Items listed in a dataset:
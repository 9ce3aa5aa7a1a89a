//! Token issuing and verification.
//!
//! Two token kinds, both HS256-signed with separate secrets:
//!
//! - **Access tokens** are short-lived and stateless; the claims carry
//!   id, username, and role so guard checks need no store lookup beyond
//!   confirming the user still exists.
//! - **Refresh tokens** carry the subject, a longer expiry, and a random
//!   `jti` so every minted token is a distinct string; the issued string
//!   is persisted on the user row, and exactly one is valid per user at
//!   any time.
//!
//! Expiry validation runs with zero leeway so a token is invalid the
//! second it expires.

use chrono::{Duration, Utc};
use jsonwebtoken::{
    Algorithm, DecodingKey, EncodingKey, Header, Validation, decode, encode, errors::ErrorKind,
};
use secrecy::ExposeSecret;
use serde::{Deserialize, Serialize};
use thiserror::Error;
use uuid::Uuid;

use replay_core::{Role, UserId};

use crate::config::TokenConfig;
use crate::models::User;

/// Errors from token verification or signing.
#[derive(Debug, Error)]
pub enum TokenError {
    /// Token expired.
    #[error("token expired")]
    Expired,

    /// Signature, structure, or claim validation failed.
    #[error("invalid token")]
    Invalid,

    /// Token could not be signed (key material problem).
    #[error("token signing failed: {0}")]
    Signing(jsonwebtoken::errors::Error),
}

/// Claims carried by an access token.
#[derive(Debug, Clone, Serialize, Deserialize)]
pub struct AccessClaims {
    /// User id, stringified per JWT convention.
    pub sub: String,
    pub username: String,
    pub role: Role,
    pub iat: i64,
    pub exp: i64,
}

impl AccessClaims {
    /// Parse the subject back into a [`UserId`].
    ///
    /// # Errors
    ///
    /// Returns `TokenError::Invalid` if the subject is not a numeric id.
    pub fn user_id(&self) -> Result<UserId, TokenError> {
        self.sub.parse::<UserId>().map_err(|_| TokenError::Invalid)
    }
}

/// Claims carried by a refresh token.
#[derive(Debug, Clone, Serialize, Deserialize)]
pub struct RefreshClaims {
    pub sub: String,
    /// Random per-issue id. Timestamps are second-resolution, so without
    /// this two tokens minted in the same second would be byte-identical
    /// and overwriting one with the other would revoke nothing.
    pub jti: String,
    pub iat: i64,
    pub exp: i64,
}

/// A freshly minted access/refresh pair.
#[derive(Debug, Clone)]
pub struct TokenPair {
    pub access: String,
    pub refresh: String,
}

/// Stateless token issuer and verifier.
pub struct TokenService {
    access_encoding: EncodingKey,
    access_decoding: DecodingKey,
    refresh_encoding: EncodingKey,
    refresh_decoding: DecodingKey,
    access_ttl: Duration,
    refresh_ttl: Duration,
}

impl TokenService {
    /// Derive signing keys from configuration.
    #[must_use]
    pub fn new(config: &TokenConfig) -> Self {
        let access_secret = config.access_secret.expose_secret().as_bytes();
        let refresh_secret = config.refresh_secret.expose_secret().as_bytes();

        Self {
            access_encoding: EncodingKey::from_secret(access_secret),
            access_decoding: DecodingKey::from_secret(access_secret),
            refresh_encoding: EncodingKey::from_secret(refresh_secret),
            refresh_decoding: DecodingKey::from_secret(refresh_secret),
            access_ttl: Duration::seconds(config.access_ttl_secs),
            refresh_ttl: Duration::seconds(config.refresh_ttl_secs),
        }
    }

    /// Mint an access token for `user`.
    ///
    /// # Errors
    ///
    /// Returns `TokenError::Signing` if encoding fails.
    pub fn issue_access_token(&self, user: &User) -> Result<String, TokenError> {
        let now = Utc::now();
        let claims = AccessClaims {
            sub: user.id.to_string(),
            username: user.username.to_string(),
            role: user.role,
            iat: now.timestamp(),
            exp: (now + self.access_ttl).timestamp(),
        };

        encode(&Header::default(), &claims, &self.access_encoding).map_err(TokenError::Signing)
    }

    /// Mint a refresh token for `user`. The caller is responsible for
    /// persisting it onto the user row.
    ///
    /// # Errors
    ///
    /// Returns `TokenError::Signing` if encoding fails.
    pub fn issue_refresh_token(&self, user: &User) -> Result<String, TokenError> {
        let now = Utc::now();
        let claims = RefreshClaims {
            sub: user.id.to_string(),
            jti: Uuid::new_v4().to_string(),
            iat: now.timestamp(),
            exp: (now + self.refresh_ttl).timestamp(),
        };

        encode(&Header::default(), &claims, &self.refresh_encoding).map_err(TokenError::Signing)
    }

    /// Mint a full access/refresh pair.
    ///
    /// # Errors
    ///
    /// Returns `TokenError::Signing` if either encoding fails.
    pub fn issue_pair(&self, user: &User) -> Result<TokenPair, TokenError> {
        Ok(TokenPair {
            access: self.issue_access_token(user)?,
            refresh: self.issue_refresh_token(user)?,
        })
    }

    /// Verify an access token and return its claims.
    ///
    /// # Errors
    ///
    /// Returns `TokenError::Expired` past the expiry instant and
    /// `TokenError::Invalid` for any other verification failure.
    pub fn verify_access_token(&self, token: &str) -> Result<AccessClaims, TokenError> {
        decode::<AccessClaims>(token, &self.access_decoding, &strict_validation())
            .map(|data| data.claims)
            .map_err(map_decode_error)
    }

    /// Verify a refresh token and return its claims.
    ///
    /// # Errors
    ///
    /// Returns `TokenError::Expired` past the expiry instant and
    /// `TokenError::Invalid` for any other verification failure.
    pub fn verify_refresh_token(&self, token: &str) -> Result<RefreshClaims, TokenError> {
        decode::<RefreshClaims>(token, &self.refresh_decoding, &strict_validation())
            .map(|data| data.claims)
            .map_err(map_decode_error)
    }
}

fn strict_validation() -> Validation {
    let mut validation = Validation::new(Algorithm::HS256);
    validation.validate_exp = true;
    validation.leeway = 0;
    validation
}

fn map_decode_error(err: jsonwebtoken::errors::Error) -> TokenError {
    match err.kind() {
        ErrorKind::ExpiredSignature => TokenError::Expired,
        _ => TokenError::Invalid,
    }
}

#[cfg(test)]
mod tests {
    use std::collections::BTreeSet;

    use chrono::Utc;
    use replay_core::Username;
    use secrecy::SecretString;

    use super::*;

    fn test_user() -> User {
        User {
            id: UserId::new(7),
            username: Username::parse("player_one").expect("valid"),
            password_hash: "$argon2id$stub".to_string(),
            role: Role::User,
            created_at: Utc::now(),
            last_login: None,
            refresh_token: None,
            cart: BTreeSet::new(),
            purchases: BTreeSet::new(),
        }
    }

    fn service(access_ttl_secs: i64) -> TokenService {
        TokenService::new(&TokenConfig {
            access_secret: SecretString::from("kX9mQ2vL8nR4wZ7jF1bT6yH3cP5dG0aS"),
            refresh_secret: SecretString::from("qW3eR5tY7uI9oP1aS2dF4gH6jK8lZ0xC"),
            access_ttl_secs,
            refresh_ttl_secs: 60,
        })
    }

    #[test]
    fn round_trips_access_claims() {
        let svc = service(60);
        let token = svc.issue_access_token(&test_user()).expect("signs");
        let claims = svc.verify_access_token(&token).expect("verifies");
        assert_eq!(claims.user_id().expect("parses"), UserId::new(7));
        assert_eq!(claims.username, "player_one");
        assert_eq!(claims.role, Role::User);
    }

    #[test]
    fn valid_before_expiry_boundary() {
        // One-minute token verified immediately: well inside the boundary
        let svc = service(60);
        let token = svc.issue_access_token(&test_user()).expect("signs");
        assert!(svc.verify_access_token(&token).is_ok());
    }

    #[test]
    fn expired_after_boundary() {
        // Negative lifetime puts exp in the past; zero leeway makes it fail
        let svc = service(-5);
        let token = svc.issue_access_token(&test_user()).expect("signs");
        assert!(matches!(
            svc.verify_access_token(&token),
            Err(TokenError::Expired)
        ));
    }

    #[test]
    fn wrong_secret_is_invalid_not_expired() {
        let svc = service(60);
        let token = svc.issue_access_token(&test_user()).expect("signs");
        // Refresh keys differ from access keys, so this must fail Invalid
        assert!(matches!(
            svc.verify_refresh_token(&token),
            Err(TokenError::Invalid)
        ));
    }

    #[test]
    fn garbage_is_invalid() {
        let svc = service(60);
        assert!(matches!(
            svc.verify_access_token("not-a-token"),
            Err(TokenError::Invalid)
        ));
    }

    #[test]
    fn refresh_tokens_from_the_same_second_are_distinct() {
        let svc = service(60);
        let user = test_user();
        let first = svc.issue_refresh_token(&user).expect("signs");
        let second = svc.issue_refresh_token(&user).expect("signs");
        assert_ne!(first, second);

        let claims = svc.verify_refresh_token(&second).expect("verifies");
        assert!(!claims.jti.is_empty());
    }

    #[test]
    fn access_token_does_not_verify_as_refresh_and_vice_versa() {
        let svc = service(60);
        let pair = svc.issue_pair(&test_user()).expect("signs");
        assert!(svc.verify_access_token(&pair.refresh).is_err());
        assert!(svc.verify_refresh_token(&pair.access).is_err());
    }
}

EXERCISE AIM: Report, as a bare number, how many lines above contain the string "carried".

RESPONSE: 2